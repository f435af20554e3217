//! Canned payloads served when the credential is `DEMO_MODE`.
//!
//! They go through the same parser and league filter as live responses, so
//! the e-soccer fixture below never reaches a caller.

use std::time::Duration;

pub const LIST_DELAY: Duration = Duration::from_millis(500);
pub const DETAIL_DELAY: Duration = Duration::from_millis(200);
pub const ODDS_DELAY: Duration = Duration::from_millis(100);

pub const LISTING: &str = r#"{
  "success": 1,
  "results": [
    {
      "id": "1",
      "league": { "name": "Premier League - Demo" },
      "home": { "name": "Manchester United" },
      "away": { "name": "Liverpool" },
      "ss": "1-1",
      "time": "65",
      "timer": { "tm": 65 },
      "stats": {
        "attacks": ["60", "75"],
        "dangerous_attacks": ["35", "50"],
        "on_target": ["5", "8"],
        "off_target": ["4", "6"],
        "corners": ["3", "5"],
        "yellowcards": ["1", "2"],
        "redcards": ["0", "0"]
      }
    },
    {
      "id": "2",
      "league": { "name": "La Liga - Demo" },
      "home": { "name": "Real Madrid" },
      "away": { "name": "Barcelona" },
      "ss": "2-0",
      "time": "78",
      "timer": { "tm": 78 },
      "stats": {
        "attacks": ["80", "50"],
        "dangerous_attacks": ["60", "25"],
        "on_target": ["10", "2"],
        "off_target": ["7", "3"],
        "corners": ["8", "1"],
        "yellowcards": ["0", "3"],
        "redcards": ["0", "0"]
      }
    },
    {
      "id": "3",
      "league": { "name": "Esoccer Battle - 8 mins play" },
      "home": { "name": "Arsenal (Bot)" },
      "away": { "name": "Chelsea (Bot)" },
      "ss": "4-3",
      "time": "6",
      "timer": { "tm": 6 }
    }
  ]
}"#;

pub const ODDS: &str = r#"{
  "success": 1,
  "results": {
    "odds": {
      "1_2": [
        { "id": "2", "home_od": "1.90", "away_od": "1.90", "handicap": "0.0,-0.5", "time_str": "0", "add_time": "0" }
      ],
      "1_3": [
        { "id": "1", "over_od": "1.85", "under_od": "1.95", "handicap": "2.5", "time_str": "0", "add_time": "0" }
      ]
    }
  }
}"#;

════════════════════

## WORK INSTRUCTIONS
Search the listing for the word "handicap" and return each line that holds it.

## EXERCISE RESPONSE
        { "id": "2", "home_od": "1.90", "away_od": "1.90", "handicap": "0.0,-0.5", "time_str": "0", "add_time": "0" }
        { "id": "1", "over_od": "1.85", "under_od": "1.95", "handicap": "2.5", "time_str": "0", "add_time": "0" }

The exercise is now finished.